Based on catch statistics and local knowledge, the survival of this species is still a possibility as it has been recorded in the past ten years.
This species is mainly threatened by the invasive alien species, Giuris margaritaceus (Eleotridae), a native species in the Philippines but translocated accidentally in Lake Lanao. This invasive species was estimated to have been introduced in the lake in the early 1970s and eventually occupied the entire littoral portion of Lake Lanao (Escudero 1995). Since the early 1980s, it has become the most abundant fish throughout the lake (Escudero and Demoral 1983). Its increasing contribution to the lake fisheries has coincided with the decreasing catch of all other fishes, outnumbering the endemic, native, and other introduced fish species. Its growing abundance has corresponded with the gradual disappearance of endemic cyprinids in Lake Lanao. The gradual decline of the endemic cyprinid species with the proliferation of G. margaritaceus in Lake Lanao was also observed by the majority of the fishermen as revealed in the key informant interviews. Another invasive species that has contributed to the population reduction of B. lindog is Glossogobius giuris (Gobiidae). The pathway of this predator goby to enter Lake Lanao was by unintentional introduction through the stocking program of milkfish (Chanos chanos) aimed to increase fish production in 1960 (Juliano et al. 1989). Both G. margaritaceus and G. giuris fed on fishes (Sanguila et al 1975, Escudero et al. 1980, Escudero and Demoral 1983, Escudero 1995). Giuris margaritaceus was described as a voracious feeder, devouring almost anything and feeding on organisms that usually live in the littoral zone, where endemic cyprinids inhabit (Escudero and Demoral 1983). It fed on fishes at all stages (Escudero and Demoral 1983, Escudero 1995).

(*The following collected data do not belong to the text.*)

use super::document::{LineDocument, indent_of, is_blank};
use std::ops::Range;

/// Indentation used for first-level entries inside a section.
pub const ENTRY_INDENT: usize = 2;

/// Indentation used for children of a nested block.
pub const CHILD_INDENT: usize = 4;

/// Section-aware editing on top of a [`LineDocument`].
///
/// The grammar understood here is deliberately small:
///
/// ```text
/// Flag: yes            <- top-level key (indent 0)
/// Section:             <- section tag (indent 0, nothing after the colon)
///   <id>: <value>      <- entry (indent 1..=2)
///   <id>:              <- nested block header
///     <child>: "label" <- nested child (deeper indent)
/// ```
///
/// Anything else in the file is carried along untouched.
pub struct SectionEditor<'a> {
    doc: &'a mut LineDocument,
}

impl<'a> SectionEditor<'a> {
    pub fn new(doc: &'a mut LineDocument) -> Self {
        Self { doc }
    }

    pub fn document(&self) -> &LineDocument {
        self.doc
    }

    /// Index of the `<tag>:` line, if the section exists.
    pub fn find_section(&self, tag: &str) -> Option<usize> {
        self.doc
            .lines()
            .iter()
            .position(|line| is_section_tag(line, tag))
    }

    /// Line range of the section's body, excluding the tag line itself.
    ///
    /// The body runs over every following indented line. Blank lines inside
    /// the body are included, but blank lines after the last indented line are
    /// not: they belong to whatever comes next.
    pub fn section_body(&self, tag: &str) -> Option<Range<usize>> {
        let tag_index = self.find_section(tag)?;
        Some(self.block_extent(tag_index, 0))
    }

    /// Whether any first-level entry of the section is keyed by `key`.
    pub fn contains_key(&self, tag: &str, key: &str) -> bool {
        self.find_entry(tag, key).is_some()
    }

    /// Index of the first first-level entry keyed by `key` in the section.
    pub fn find_entry(&self, tag: &str, key: &str) -> Option<usize> {
        let mut body = self.section_body(tag)?;
        body.find(|&i| {
            let line = &self.doc.lines()[i];
            let indent = indent_of(line);
            indent > 0 && indent <= ENTRY_INDENT && key_matches(line.trim(), key)
        })
    }

    /// Raw containment check across the whole file: true when a single line
    /// contains every needle.
    pub fn any_line_contains_all(&self, needles: &[&str]) -> bool {
        self.doc
            .lines()
            .iter()
            .any(|line| needles.iter().all(|needle| line.contains(needle)))
    }

    /// Insert `entries` as the first lines of the section, creating the
    /// section at the end of the file if it does not exist.
    pub fn insert_entries(&mut self, tag: &str, entries: Vec<String>) {
        let ending = self.line_ending();
        let entries: Vec<String> = entries
            .into_iter()
            .map(|entry| format!("{}{}", entry, ending))
            .collect();
        match self.find_section(tag) {
            Some(tag_index) => {
                for (offset, entry) in entries.into_iter().enumerate() {
                    self.doc.insert(tag_index + 1 + offset, entry);
                }
            }
            None => {
                let needs_separator = self
                    .doc
                    .lines()
                    .last()
                    .is_some_and(|last| !is_blank(last));
                if needs_separator {
                    self.doc.push(ending.to_string());
                }
                self.doc.push(format!("{}:{}", tag, ending));
                for entry in entries {
                    self.doc.push(entry);
                }
            }
        }
    }

    /// Remove the first line of the section body matching `predicate`.
    pub fn remove_first_in_section_where<F>(&mut self, tag: &str, predicate: F) -> Option<String>
    where
        F: Fn(&str) -> bool,
    {
        let mut body = self.section_body(tag)?;
        let index = body.find(|&i| predicate(self.doc.lines()[i].as_str()))?;
        Some(self.doc.remove(index))
    }

    /// Remove every line of the section body matching `predicate`.
    ///
    /// Returns the number of removed lines.
    pub fn remove_in_section_where<F>(&mut self, tag: &str, predicate: F) -> usize
    where
        F: Fn(&str) -> bool,
    {
        let Some(body) = self.section_body(tag) else {
            return 0;
        };

        let mut removed = 0;
        for index in body.rev() {
            if predicate(self.doc.lines()[index].as_str()) {
                self.doc.remove(index);
                removed += 1;
            }
        }
        removed
    }

    /// Remove the entry keyed by `key` together with every deeper line under
    /// it. Deletion stops at the next non-blank line indented at most as far
    /// as the entry itself; blank lines directly before that line are kept.
    ///
    /// Returns the number of removed lines (0 when the entry is absent).
    pub fn remove_block(&mut self, tag: &str, key: &str) -> usize {
        let Some(header) = self.find_entry(tag, key) else {
            return 0;
        };
        let header_indent = indent_of(&self.doc.lines()[header]);
        let children = self.block_extent(header, header_indent);
        self.doc.remove_range(header..children.end)
    }

    /// Index of a top-level (indent 0) `key:` line.
    pub fn find_top_level(&self, key: &str) -> Option<usize> {
        self.doc
            .lines()
            .iter()
            .position(|line| indent_of(line) == 0 && key_matches(line.trim(), key))
    }

    /// Value of a top-level key with quotes and trailing comments stripped.
    pub fn top_level_value(&self, key: &str) -> Option<String> {
        let index = self.find_top_level(key)?;
        let line = &self.doc.lines()[index];
        let (_, raw) = line.split_once(':')?;
        let value = strip_comment(raw).trim();
        Some(unquote(value).to_string())
    }

    /// Set a top-level `key: value`, rewriting the line in place or appending
    /// it to the end of the file. A trailing comment and the line's `\r` are
    /// kept. Returns false when the line was already exactly as requested.
    pub fn set_top_level(&mut self, key: &str, value: &str) -> bool {
        match self.find_top_level(key) {
            Some(index) => {
                let current = &self.doc.lines()[index];
                let (body, ending) = match current.strip_suffix('\r') {
                    Some(body) => (body, "\r"),
                    None => (current.as_str(), ""),
                };
                let comment = body
                    .split_once(':')
                    .and_then(|(_, raw)| {
                        let pos = raw.find(" #")?;
                        Some(&raw[raw[..pos].trim_end().len()..])
                    })
                    .unwrap_or("");
                let rendered = format!("{}: {}{}{}", key, value, comment, ending);
                if current.trim_end() == rendered.trim_end() {
                    return false;
                }
                self.doc.replace(index, rendered);
            }
            None => {
                let ending = self.line_ending();
                self.doc.push(format!("{}: {}{}", key, value, ending));
            }
        }
        true
    }

    /// `"\r"` for a CRLF document, judged by its first line.
    fn line_ending(&self) -> &'static str {
        match self.doc.lines().first() {
            Some(line) if line.ends_with('\r') => "\r",
            _ => "",
        }
    }

    /// Lines following `start` that are nested deeper than `indent`.
    fn block_extent(&self, start: usize, indent: usize) -> Range<usize> {
        let lines = self.doc.lines();
        let body_start = start + 1;
        let mut body_end = body_start;

        for (i, line) in lines.iter().enumerate().skip(body_start) {
            if is_blank(line) {
                continue;
            }
            if indent_of(line) <= indent {
                break;
            }
            body_end = i + 1;
        }

        body_start..body_end
    }
}

/// Whether a line is the zero-indent tag line `<tag>:` (trailing comment allowed).
pub fn is_section_tag(line: &str, tag: &str) -> bool {
    if indent_of(line) != 0 {
        return false;
    }
    let content = strip_comment(line).trim_end();
    content.strip_suffix(':') == Some(tag)
}

/// Whether trimmed line content starts with `key:` in unquoted, single-quoted
/// or double-quoted form.
pub fn key_matches(trimmed: &str, key: &str) -> bool {
    ["", "'", "\""].iter().any(|quote| {
        trimmed
            .strip_prefix(quote)
            .and_then(|rest| rest.strip_prefix(key))
            .and_then(|rest| rest.strip_prefix(quote))
            .is_some_and(|rest| rest.starts_with(':'))
    })
}

fn strip_comment(text: &str) -> &str {
    match text.find(" #") {
        Some(pos) => &text[..pos],
        None if text.starts_with('#') => "",
        None => text,
    }
}

fn unquote(value: &str) -> &str {
    for quote in ['"', '\''] {
        if value.len() >= 2 && value.starts_with(quote) && value.ends_with(quote) {
            return &value[1..value.len() - 1];
        }
    }
    value
}

#[cfg(test)]
mod tests {
    use super::*;

    const SAMPLE: &str = "\
PlayNotOwnedGames: no
FakeAppIds:
  10: 480
  20: 480

AppTokens:
  30: abc
DlcData:
  42:
    10: \"A\"
    11: \"B\"
  43: \"C\"
";

    #[test]
    fn test_find_section() {
        let mut doc = LineDocument::parse(SAMPLE);
        let editor = SectionEditor::new(&mut doc);

        assert_eq!(editor.find_section("FakeAppIds"), Some(1));
        assert_eq!(editor.find_section("AppTokens"), Some(5));
        assert_eq!(editor.find_section("fakeappids"), None);
        assert_eq!(editor.find_section("Missing"), None);
    }

    #[test]
    fn test_section_body_excludes_trailing_blank() {
        let mut doc = LineDocument::parse(SAMPLE);
        let editor = SectionEditor::new(&mut doc);

        assert_eq!(editor.section_body("FakeAppIds"), Some(2..4));
        assert_eq!(editor.section_body("AppTokens"), Some(6..7));
        assert_eq!(editor.section_body("DlcData"), Some(8..12));
    }

    #[test]
    fn test_key_matches_quoting_styles() {
        assert!(key_matches("10: 480", "10"));
        assert!(key_matches("'10': 480", "10"));
        assert!(key_matches("\"10\": 480", "10"));
        assert!(!key_matches("100: 480", "10"));
        assert!(!key_matches("'10: 480", "10"));
    }

    #[test]
    fn test_is_section_tag() {
        assert!(is_section_tag("FakeAppIds:", "FakeAppIds"));
        assert!(is_section_tag("FakeAppIds:   # mappings", "FakeAppIds"));
        assert!(!is_section_tag("  FakeAppIds:", "FakeAppIds"));
        assert!(!is_section_tag("FakeAppIds: 1", "FakeAppIds"));
    }

    #[test]
    fn test_find_entry_ignores_nested_children() {
        let mut doc = LineDocument::parse(SAMPLE);
        let editor = SectionEditor::new(&mut doc);

        // "10" only appears as a child of block 42 inside DlcData
        assert!(!editor.contains_key("DlcData", "10"));
        assert!(editor.contains_key("DlcData", "42"));
        assert!(editor.contains_key("FakeAppIds", "10"));
    }

    #[test]
    fn test_insert_entries_existing_section() {
        let mut doc = LineDocument::parse(SAMPLE);
        let mut editor = SectionEditor::new(&mut doc);

        editor.insert_entries("FakeAppIds", vec!["  99: 480".to_string()]);

        assert_eq!(doc.lines()[2], "  99: 480");
        assert_eq!(doc.lines()[3], "  10: 480");
    }

    #[test]
    fn test_insert_entries_creates_section() {
        let mut doc = LineDocument::parse("PlayNotOwnedGames: yes\n");
        let mut editor = SectionEditor::new(&mut doc);

        editor.insert_entries("AppTokens", vec!["  5: tok".to_string()]);

        assert_eq!(doc.render(), "PlayNotOwnedGames: yes\n\nAppTokens:\n  5: tok\n");
    }

    #[test]
    fn test_insert_entries_into_empty_document() {
        let mut doc = LineDocument::default();
        let mut editor = SectionEditor::new(&mut doc);

        editor.insert_entries("FakeAppIds", vec!["  5: 480".to_string()]);

        assert_eq!(doc.render(), "FakeAppIds:\n  5: 480\n");
    }

    #[test]
    fn test_remove_block_stops_at_sibling() {
        let mut doc = LineDocument::parse("DlcData:\n  42:\n    10: \"A\"\n    11: \"B\"\n  43: \"C\"\n");
        let mut editor = SectionEditor::new(&mut doc);

        assert_eq!(editor.remove_block("DlcData", "42"), 3);
        assert_eq!(doc.render(), "DlcData:\n  43: \"C\"\n");
    }

    #[test]
    fn test_remove_block_keeps_separator_before_next_section() {
        let mut doc = LineDocument::parse("DlcData:\n  42:\n    10: \"A\"\n\nSafeMode: no\n");
        let mut editor = SectionEditor::new(&mut doc);

        editor.remove_block("DlcData", "42");

        assert_eq!(doc.render(), "DlcData:\n\nSafeMode: no\n");
    }

    #[test]
    fn test_remove_in_section_only_touches_section() {
        let mut doc = LineDocument::parse("FakeAppIds:\n  30: 480\nAppTokens:\n  30: abc\n");
        let mut editor = SectionEditor::new(&mut doc);

        let removed = editor.remove_in_section_where("AppTokens", |line| key_matches(line.trim(), "30"));

        assert_eq!(removed, 1);
        assert_eq!(doc.render(), "FakeAppIds:\n  30: 480\nAppTokens:\n");
    }

    #[test]
    fn test_remove_first_in_section_only_first_match() {
        let mut doc = LineDocument::parse("FakeAppIds:\n  7: 480\n  '7': 480\n");
        let mut editor = SectionEditor::new(&mut doc);

        let removed = editor.remove_first_in_section_where("FakeAppIds", |line| {
            key_matches(line.trim(), "7") && line.contains("480")
        });

        assert_eq!(removed.as_deref(), Some("  7: 480"));
        assert_eq!(doc.render(), "FakeAppIds:\n  '7': 480\n");
    }

    #[test]
    fn test_top_level_value_and_set() {
        let mut doc = LineDocument::parse("Version: \"2.1\"\nSafeMode: no # keep\n");
        let mut editor = SectionEditor::new(&mut doc);

        assert_eq!(editor.top_level_value("Version").as_deref(), Some("2.1"));
        assert_eq!(editor.top_level_value("SafeMode").as_deref(), Some("no"));

        assert!(editor.set_top_level("SafeMode", "yes"));
        assert!(!editor.set_top_level("SafeMode", "yes"));
        assert!(editor.set_top_level("PlayNotOwnedGames", "yes"));

        assert_eq!(
            doc.render(),
            "Version: \"2.1\"\nSafeMode: yes # keep\nPlayNotOwnedGames: yes\n"
        );
    }

    #[test]
    fn test_set_top_level_keeps_crlf_and_comment() {
        let mut doc = LineDocument::parse("SafeMode: no   # keep\r\nFakeAppIds:\r\n  7: 480\r\n");
        let mut editor = SectionEditor::new(&mut doc);

        assert!(editor.set_top_level("SafeMode", "yes"));
        assert!(!editor.set_top_level("SafeMode", "yes"));
        assert!(editor.set_top_level("NotifyInit", "no"));
        editor.insert_entries("AppTokens", vec!["  10: abc".to_string()]);

        assert_eq!(
            doc.render(),
            "SafeMode: yes   # keep\r\nFakeAppIds:\r\n  7: 480\r\nNotifyInit: no\r\n\r\nAppTokens:\r\n  10: abc\r\n"
        );
    }
}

Other widespread threats in the Lake Lanao include overexploitation, rampant use of destructive fishing methods, unsustainable fishing practices, extraction of water for industrial, agricultural and domestic uses, illegal logging and pollution (Torres 2018, Metillo and Garcia-Hansel 2016, Ismail et al. 2014, Naga 2010, Guerrero 2001, Rosagaron 2001, Escudero 1995, Kornfield and Carpenter 1984, Escudero et al. 1980, Sanguila et al. 1975).